Welcome from Colorado!
Sounds like you have a great lathe to turn pens on. Size of the lathe doesn't matter...you should be able to turn pens on anything from a mini up through a full-sized 24" swing/42" long lathe.
Instead of buying a smaller lathe, put that money towards a chuck, some appropriate jaws (pen vise jaws ideally), and either a pen mandrel...or IMO better: turn between centers. For that, you just need a
60 degree dead center and a
60 degree live center, then just buy
"TBC" bushings for you pens, rather than the normal bushings. It is possible to turn on a mandrel, but there are many complications that can arise there. There are some very high end, high quality mandrels that can eliminate most/all of these issues, but you will pay a good penny for one. TBC is generally what most skilled turners here recommend, and it is not that expensive to get going (you may already have a 60 degree live center with the lathe, so you might only need a 60 degree dead center, which shouldn't cost much more than $10-15 or so.)

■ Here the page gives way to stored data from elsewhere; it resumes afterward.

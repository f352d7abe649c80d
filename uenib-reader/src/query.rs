//! Batched typed queries
//!
//! A [`Query`] is the result of exactly one backend `get` for a set of keys.
//! Typed accessors decode single values out of it: a missing value is a
//! not-found failure, a value that cannot be decoded is a validation error.

use std::collections::{HashMap, HashSet};

use bytes::Bytes;
use tracing::debug;
use uenib_common::UeId;

use crate::backend::DbBackend;
use crate::error::{ReaderError, Result};

/// Values of one batched fetch.
#[derive(Debug)]
pub(crate) struct Query<'a> {
    ue_id: &'a UeId,
    requested: HashSet<String>,
    values: HashMap<String, Option<String>>,
}

impl<'a> Query<'a> {
    /// Fetches `keys` with a single backend call.
    ///
    /// A backend failure aborts the whole batch.
    pub(crate) fn fetch(
        backend: &dyn DbBackend,
        ue_id: &'a UeId,
        keys: Vec<String>,
    ) -> Result<Self> {
        debug!(ue = %ue_id, keys = keys.len(), "UE-NIB fetch");
        let values = backend
            .get(&keys)
            .map_err(|e| ReaderError::backend(ue_id, &e))?;
        Ok(Self {
            ue_id,
            requested: keys.into_iter().collect(),
            values,
        })
    }

    /// Reports later decoding failures against `ue_id`.
    pub(crate) fn with_ue_id<'b>(self, ue_id: &'b UeId) -> Query<'b> {
        Query {
            ue_id,
            requested: self.requested,
            values: self.values,
        }
    }

    /// Returns the raw string value of `key`.
    pub(crate) fn string_value(&self, key: &str) -> Result<&str> {
        if !self.requested.contains(key) {
            return Err(ReaderError::internal(
                self.ue_id,
                format!("DB key '{key}' was not part of the query"),
            ));
        }
        match self.values.get(key) {
            Some(Some(value)) => Ok(value),
            _ => Err(ReaderError::value_not_found(self.ue_id, key)),
        }
    }

    /// Returns the value of `key` decoded as a decimal `u32`.
    pub(crate) fn u32_value(&self, key: &str) -> Result<u32> {
        let value = self.string_value(key)?;
        parse_u32(value).ok_or_else(|| {
            ReaderError::validation(
                self.ue_id,
                format!("value '{value}' of DB key '{key}' is not an unsigned 32-bit integer"),
            )
        })
    }

    /// Returns the value of `key` as raw bytes.
    pub(crate) fn bytes_value(&self, key: &str) -> Result<Bytes> {
        self.string_value(key)
            .map(|value| Bytes::copy_from_slice(value.as_bytes()))
    }
}

/// Parses a base-10 unsigned 32-bit integer.
///
/// Only ASCII digits are accepted, no sign and no surrounding whitespace.
pub(crate) fn parse_u32(s: &str) -> Option<u32> {
    if s.is_empty() || !s.bytes().all(|b| b.is_ascii_digit()) {
        return None;
    }
    s.parse().ok()
}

I started turning pens "for real" the beginning of summer last year. I'd done some slimlines the year before, but I didn't REALLY get into pens until about 8-9 months ago. I started with a basic mandrel that came with a Rockler slimline starter kit. The shaft had a curve to it, and that always seemed to cause some problems. Bought a higher end mandrel from PSI, and that, too, had a slight curve...and it didn't seem to fit the point of my live center as well, and seemed to have even worse problems at the tailstock end (could never get my pens to turn down to the bushing properly, due to vibrations). I then bought the PSI TBC "mandrel" set, which is a dead and live center with a small mandrel shaft on each. This eliminates the shaft going all the way through the pen blank, but the live center does not seem to have a quality bearing, and I still had some problems with the tailstock end bushing vibrating, which limited how closely I could turn (and my turned blanks were either out of round or non-concentric...two of the more common problems with pen blank turning).

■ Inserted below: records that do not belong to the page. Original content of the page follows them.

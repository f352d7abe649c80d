//! UE-NIB reader library
//!
//! Typed read and subscribe client for the UE Network Information Base
//! (UE-NIB): per UE radio and bearer state kept as flat key/value pairs in a
//! shared store, plus change notifications published by the writer.
//!
//! # Example
//!
//! ```
//! use std::sync::Arc;
//! use uenib_common::UeId;
//! use uenib_reader::{MemoryBackend, Reader};
//!
//! let backend = Arc::new(MemoryBackend::with_values([
//!     ("200,UEMAP_ENBUEX2APID", "100"),
//!     ("100,UE_PSCELL_PCI", "12"),
//!     ("100,UE_PSCELL_FREQ", "3600"),
//! ]));
//! let reader = Reader::new(backend);
//!
//! // Only the gNB side id is known; the eNB side id is resolved first.
//! let ue = UeId::with_gnb_ue_x2ap_id("somegnb:310-410-b5c67788", "200");
//! let cell = reader.ps_cell(&ue).unwrap();
//! assert_eq!(cell.pci, 12);
//!
//! let event = uenib_reader::parse_dc_event("somegnb:310-410-b5c67788#200#100_ADD").unwrap();
//! assert_eq!(event.ue_id, Some(UeId::new("somegnb:310-410-b5c67788", "200", "100")));
//! ```

pub mod backend;
pub mod error;
pub mod event;
pub mod identity;
pub mod keys;
pub mod memory;
mod query;
pub mod reader;
pub mod subscribe;

pub use backend::{BackendError, ChannelCallback, DbBackend};
pub use error::{ErrorKind, ReaderError, Result};
pub use event::{
    parse_dc_event, DcEvent, DcEventTunnel, DcEventType, EventCategory, EventParseError,
};
pub use identity::validate_ue_id;
pub use memory::MemoryBackend;
pub use reader::Reader;
pub use subscribe::{event_channel, DcNotification};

I moved to doing just TBC on the recommendation of many pen makers here. Best thing I've done for the craft. Turning directly between centers eliminates almost all of the vibration issues I've had before. I originally started just putting the bushings I had for the pen kits I was making between centers. After a few months, a small groove started appearing on both my dead and live centers. I have started doing two things. Either drilling with a 60 degree chamfering bit a chamfered edge on all of my normal bushings, so that instead of a hard 90 degree angle biting into the dead & live centers, there is a 60 degree surface that simply "sits" on the centers. Alternatively, I'm starting to buy, from the tbcbushings.com site I linked above, the appropriate TBC bushings for the pens I am turning. These TBC bushings are already designed with a 60 degree chamfer in them, and they are also designed with a more solid extension that goes into the brass pen tube. The 60 degree chamfered edge on the bushings is very important when doing TBC pen turning.

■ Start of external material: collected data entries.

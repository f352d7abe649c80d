//! Test utility functions for integration tests
//!
//! Provides common utilities for test setup, logging, and assertions.

use std::future::Future;
use std::time::Duration;

use tokio::time::{sleep, timeout};
use tracing_subscriber::{fmt, EnvFilter};
use uenib_reader::{ErrorKind, ReaderError};

/// Result type for integration tests
pub type TestResult<T = ()> = Result<T, Box<dyn std::error::Error + Send + Sync>>;

/// Default timeout for test operations
pub const DEFAULT_TEST_TIMEOUT: Duration = Duration::from_secs(5);

/// Default poll interval for condition checks
pub const DEFAULT_POLL_INTERVAL: Duration = Duration::from_millis(10);

/// Initialize logging for tests
///
/// Uses RUST_LOG environment variable if set, otherwise defaults to "info"
pub fn init_test_logging() {
    let filter = EnvFilter::try_from_default_env()
        .unwrap_or_else(|_| EnvFilter::new("info"));

    let _ = fmt()
        .with_env_filter(filter)
        .with_test_writer()
        .try_init();
}

/// Wait for a condition to become true with timeout
///
/// # Returns
/// * `Ok(())` if condition became true within timeout
/// * `Err` if timeout elapsed
pub async fn wait_for_condition<F, Fut>(
    mut condition: F,
    timeout_duration: Duration,
    poll_interval: Duration,
) -> TestResult
where
    F: FnMut() -> Fut,
    Fut: Future<Output = bool>,
{
    let result = timeout(timeout_duration, async {
        loop {
            if condition().await {
                return;
            }
            sleep(poll_interval).await;
        }
    })
    .await;

    match result {
        Ok(()) => Ok(()),
        Err(_) => Err("Condition not met within timeout".into()),
    }
}

/// Assert that `err` has the given kind and temporariness
#[track_caller]
pub fn assert_error_kind(err: &ReaderError, kind: ErrorKind, temporary: bool) {
    assert_eq!(err.kind(), kind, "unexpected error kind: {err}");
    assert_eq!(
        err.is_temporary(),
        temporary,
        "unexpected temporariness: {err}"
    );
}

#[cfg(test)]
mod tests {
    use super::*;
    use std::sync::atomic::{AtomicBool, Ordering};
    use std::sync::Arc;

    #[tokio::test]
    async fn test_wait_for_condition_success() {
        let flag = Arc::new(AtomicBool::new(false));
        let flag_clone = flag.clone();

        tokio::spawn(async move {
            sleep(Duration::from_millis(50)).await;
            flag_clone.store(true, Ordering::SeqCst);
        });

        let result = wait_for_condition(
            || async { flag.load(Ordering::SeqCst) },
            Duration::from_secs(1),
            Duration::from_millis(10),
        )
        .await;

        assert!(result.is_ok());
    }

    #[tokio::test]
    async fn test_wait_for_condition_timeout() {
        let result = wait_for_condition(
            || async { false },
            Duration::from_millis(100),
            Duration::from_millis(10),
        )
        .await;

        assert!(result.is_err());
    }
}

Anyway...TBC with the right bushing design...and you should avoid all the potential problems with mandrels (unless you opt to just get one of the high end mandrels right out of the gate, which is also an option). Some people have the philosophy of starting out with crappier tools, learning from mistake, and eventually progressing to better tools. I used to think that way, but having done things both ways a number of times now, I'm rather staunchly of the philosophy that you should just buy the right tools for the job, and avoid all the hassles.

Its more pleasant, and you should be able to more quickly get good quality results, and do so more consistently. The only thing you can really learn from using the wrong tools, letter tools, or insufficient tools, is that you should have started with the right tools in the first place!!